What is required -
Up through the line that contains "生成团队介绍文件（DOCX / PDF）", retype the entries exactly, beginning at the very first line.

Collected data entries -
□ □ □ □ □ □ □

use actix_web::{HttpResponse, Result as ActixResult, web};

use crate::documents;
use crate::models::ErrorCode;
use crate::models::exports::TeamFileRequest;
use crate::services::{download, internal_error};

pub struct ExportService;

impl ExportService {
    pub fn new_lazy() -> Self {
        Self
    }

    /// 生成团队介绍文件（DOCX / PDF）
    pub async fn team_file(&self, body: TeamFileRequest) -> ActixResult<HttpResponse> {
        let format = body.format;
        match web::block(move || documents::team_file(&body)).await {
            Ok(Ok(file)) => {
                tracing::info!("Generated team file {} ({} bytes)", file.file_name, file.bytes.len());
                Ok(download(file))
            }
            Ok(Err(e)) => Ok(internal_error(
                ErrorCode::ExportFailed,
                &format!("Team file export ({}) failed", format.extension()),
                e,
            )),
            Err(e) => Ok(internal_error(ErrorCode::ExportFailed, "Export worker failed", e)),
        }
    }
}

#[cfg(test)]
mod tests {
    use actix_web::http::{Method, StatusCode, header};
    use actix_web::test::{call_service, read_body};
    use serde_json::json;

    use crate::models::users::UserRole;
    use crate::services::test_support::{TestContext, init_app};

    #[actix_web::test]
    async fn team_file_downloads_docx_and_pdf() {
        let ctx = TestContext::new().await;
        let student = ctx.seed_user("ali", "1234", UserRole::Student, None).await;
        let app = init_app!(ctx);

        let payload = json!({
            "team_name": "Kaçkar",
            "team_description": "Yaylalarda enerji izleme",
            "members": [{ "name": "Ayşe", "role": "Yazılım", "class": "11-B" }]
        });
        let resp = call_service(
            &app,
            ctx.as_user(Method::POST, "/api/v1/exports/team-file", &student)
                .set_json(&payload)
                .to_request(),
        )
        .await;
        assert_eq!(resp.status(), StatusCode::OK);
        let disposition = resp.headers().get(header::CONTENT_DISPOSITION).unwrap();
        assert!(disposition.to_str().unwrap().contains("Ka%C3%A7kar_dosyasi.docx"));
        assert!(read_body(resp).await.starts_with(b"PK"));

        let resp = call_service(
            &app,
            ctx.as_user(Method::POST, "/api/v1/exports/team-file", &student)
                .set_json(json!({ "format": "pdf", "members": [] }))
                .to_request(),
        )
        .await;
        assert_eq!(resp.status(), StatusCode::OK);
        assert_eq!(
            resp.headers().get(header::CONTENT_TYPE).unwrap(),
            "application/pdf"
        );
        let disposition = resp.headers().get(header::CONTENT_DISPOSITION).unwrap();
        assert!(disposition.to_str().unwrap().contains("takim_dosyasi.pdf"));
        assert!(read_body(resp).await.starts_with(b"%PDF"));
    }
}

□ □ □ □ □ □ □

Answer -
use actix_web::{HttpResponse, Result as ActixResult, web};

use crate::documents;
use crate::models::ErrorCode;
use crate::models::exports::TeamFileRequest;
use crate::services::{download, internal_error};

pub struct ExportService;

impl ExportService {
    pub fn new_lazy() -> Self {
        Self
    }

    /// 生成团队介绍文件（DOCX / PDF）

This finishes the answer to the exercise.